Tuesday, January 20, 2015

Will Shadow Banks Offset the Chinese Stock Market Margin Debt Crackdown?; China's GDP for 2014: 7.4%

During yesterday’s stock market meltdown, I pointed to the seeming clash of government policies between the central bank, the PBoC and the Regulatory Commission.
The Chinese central bank, the PBoC wants more credit into the system--yet  part of these funds finds its way to the stock markets--while the Regulatory Commission desires to curtail speculative credit flows into the stock markets.

So which agency will prevail, the PBoC or the Regulatory Commission?
Today’s Bloomberg report provides a clue to the possible resolution of this conundrum: Shadow banks will most likely step in or fill in the void from the formal banking. (bold mine)
China’s clampdown on margin lending by brokerages risks fueling an upswing in shadow banking as investors look for new ways to leverage their stock bets.

Wealth-management products, known as WMPs, have been used to channel 300 billion yuan ($48 billion) to 500 billion yuan into shares, Goldman Sachs Group Inc. estimated in a Jan. 19 note. Sinolink Securities Co. put the figure at 1.5 trillion yuan, up from 800 billion yuan at the end of June. Outstanding margin loans totaled a record 1.1 trillion yuan at the end of last week, China Securities Finance Corp. data show.

Chinese equities plunged the most in six years yesterday, derailing a world-beating rally, after three of the nation’s biggest brokerages were suspended from loaning money to new equity-trading clients. The amount invested in WMPs surged 24 percent in the first half of 2014 to 12.7 trillion yuan and Bank of Communications Co. said last week that the total may climb through 20 trillion yuan this year.

“The tightening of margin finance by brokerages will cause more funds to flow into stocks through banks’ WMPs,” Ma Kunpeng, a Shanghai-based analyst at Sinolink Securities, said yesterday by phone. “Money can always find its way into stocks one way or another.”
For as long as the PBoC promotes financial repression (zero bound) policies via expansionary credit into the system, yield chasing via asset speculation will be funded via different channels whether it is the formal or the informal system. There will always be novel ways to go around the curbs.

Yet here is another Bloomberg report validating my thesis that stocks and speculative assets are driven by credit and liquidity from which confidence functions as an offspring--applied to the Chinese financial markets. (bold mine)
For China’s central bank, the 36 percent stock market rally through Jan. 16 spurred in part by a surprise November interest-rate cut is the latest reminder that it’s easier to unleash money than to guide it to the right places.

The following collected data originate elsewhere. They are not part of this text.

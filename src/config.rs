//! Configuration types.

use std::path::PathBuf;
use std::time::Duration;

use secrecy::SecretString;

use crate::error::ConfigError;

/// Default Slack Web API base URL.
pub const DEFAULT_API_BASE_URL: &str = "https://slack.com/api";

/// Default delay between the end of one poll and the start of the next.
pub const DEFAULT_POLL_INTERVAL_SECS: u64 = 5;

/// Default per-request timeout for chat service calls.
pub const DEFAULT_REQUEST_TIMEOUT_SECS: u64 = 10;

/// PID file name inside the configured PID directory.
pub const PID_FILE_NAME: &str = "vulture.pid";

/// Relay configuration. Immutable once loaded.
#[derive(Debug, Clone)]
pub struct RelayConfig {
    /// Bot token for the Slack Web API.
    pub bot_token: SecretString,
    /// Channel watched for trigger words.
    pub monitor_channel: String,
    /// Channel that receives relayed matches.
    pub notify_channel: String,
    /// Trigger words, in configured order.
    pub trigger_words: Vec<String>,
    /// Lower-case both tokens and triggers before comparing.
    pub case_insensitive: bool,
    /// Delay between polls.
    pub poll_interval: Duration,
    /// Timeout applied to every chat service request.
    pub request_timeout: Duration,
    /// Slack Web API base URL (no trailing slash).
    pub api_base_url: String,
    /// Resolve author ids to names when composing relays.
    pub resolve_users: bool,
    /// Directory holding the single-instance PID file.
    pub pid_dir: PathBuf,
}

impl RelayConfig {
    /// Load configuration from the process environment.
    pub fn from_env() -> Result<Self, ConfigError> {
        Self::from_lookup(|key| std::env::var(key).ok())
    }

    /// Load configuration from an arbitrary key lookup.
    pub fn from_lookup<F>(lookup: F) -> Result<Self, ConfigError>
    where
        F: Fn(&str) -> Option<String>,
    {
        let required = |key: &str| -> Result<String, ConfigError> {
            lookup(key)
                .map(|v| v.trim().to_string())
                .filter(|v| !v.is_empty())
                .ok_or_else(|| ConfigError::MissingEnvVar(key.to_string()))
        };

        let bot_token = SecretString::from(required("SLACK_BOT_TOKEN")?);
        let monitor_channel = required("VULTURE_MONITOR_CHANNEL")?;
        let notify_channel = required("VULTURE_NOTIFY_CHANNEL")?;

        let trigger_words: Vec<String> = required("VULTURE_TRIGGER_WORDS")?
            .split(',')
            .map(|s| s.trim().to_string())
            .filter(|s| !s.is_empty())
            .collect();
        if trigger_words.is_empty() {
            return Err(ConfigError::InvalidValue {
                key: "VULTURE_TRIGGER_WORDS".into(),
                message: "at least one trigger word is required".into(),
            });
        }

        let case_insensitive = parse_bool(&lookup, "VULTURE_CASE_INSENSITIVE", false)?;
        let resolve_users = parse_bool(&lookup, "VULTURE_RESOLVE_USERS", true)?;

        let poll_interval = Duration::from_secs(parse_secs(
            &lookup,
            "VULTURE_POLL_INTERVAL_SECS",
            DEFAULT_POLL_INTERVAL_SECS,
        )?);
        let request_timeout = Duration::from_secs(parse_secs(
            &lookup,
            "VULTURE_REQUEST_TIMEOUT_SECS",
            DEFAULT_REQUEST_TIMEOUT_SECS,
        )?);

        let api_base_url = lookup("SLACK_API_BASE_URL")
            .map(|s| s.trim().trim_end_matches('/').to_string())
            .filter(|s| !s.is_empty())
            .unwrap_or_else(|| DEFAULT_API_BASE_URL.to_string());

        let pid_dir = lookup("VULTURE_PID_DIR")
            .filter(|s| !s.trim().is_empty())
            .map(PathBuf::from)
            .unwrap_or_else(std::env::temp_dir);

        Ok(Self {
            bot_token,
            monitor_channel,
            notify_channel,
            trigger_words,
            case_insensitive,
            poll_interval,
            request_timeout,
            api_base_url,
            resolve_users,
            pid_dir,
        })
    }

    /// Full path of the PID file.
    pub fn pid_file_path(&self) -> PathBuf {
        self.pid_dir.join(PID_FILE_NAME)
    }
}

fn parse_bool<F>(lookup: &F, key: &str, default: bool) -> Result<bool, ConfigError>
where
    F: Fn(&str) -> Option<String>,
{
    let Some(raw) = lookup(key) else {
        return Ok(default);
    };
    match raw.trim().to_ascii_lowercase().as_str() {
        "" => Ok(default),
        "1" | "true" | "yes" | "on" => Ok(true),
        "0" | "false" | "no" | "off" => Ok(false),
        other => Err(ConfigError::InvalidValue {
            key: key.to_string(),
            message: format!("expected a boolean, got {other:?}"),
        }),
    }
}

fn parse_secs<F>(lookup: &F, key: &str, default: u64) -> Result<u64, ConfigError>
where
    F: Fn(&str) -> Option<String>,
{
    let Some(raw) = lookup(key).filter(|s| !s.trim().is_empty()) else {
        return Ok(default);
    };
    match raw.trim().parse::<u64>() {
        Ok(0) => Err(ConfigError::InvalidValue {
            key: key.to_string(),
            message: "must be greater than zero".into(),
        }),
        Ok(secs) => Ok(secs),
        Err(e) => Err(ConfigError::InvalidValue {
            key: key.to_string(),
            message: e.to_string(),
        }),
    }
}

Since Zhou Xiaochuan became People’s Bank of China governor in late 2002, the broad money supply base has expanded almost seven times to 122.8 trillion yuan ($20 trillion) while the economy has grown about five times. That translates to a M2/GDP ratio of about 200 percent versus about 70 percent in the U.S., according to data compiled by Bloomberg.

That liquidity springs up like a jack-in-the-box, driving property prices, then shifting to stocks, before moving on to whatever may be next. Such sprees help explain the PBOC’s reluctance to cut banks’ required reserve ratios even as the economy slows. Instead, it’s trying targeted tools to guide money to preferred areas such as farming and small business.
Nice line… “That liquidity springs up like a jack-in-the-box, driving property prices, then shifting to stocks, before moving on to whatever may be next.”

So the Chinese real economy has morphed into one gigantic speculative bubble whose economic activities have become too dependent on credit, liquidity and its offspring: confidence.

As of this writing, Chinese stocks have recovered about a quarter of yesterday’s losses.

The official figures of the Chinese economy had been released: in 2014 China’s statistical economy grew by 7.4%.

Yet here is a caustic take by the Wall Street Journal Real Times Economic Blog on the official figures: (bold mine)
Economists say it is daft to get hung up on changes of a few tenths of a percentage point in the official growth rate. The statistics bureau’s methodology is “not so scientific,” as Harry Wu, a skeptic at Hitotsubashi University in Japan, puts it. And even if statisticians at the central government level are immune to political pressure, few doubt that the local bureaus underneath them are capable of fudging the numbers to produce a more flattering picture.

Still, the general trend seems to be clear. If the government says the economy is slowing down, you can bet the slowdown is real.
Yeah, believe those government massaged statistics.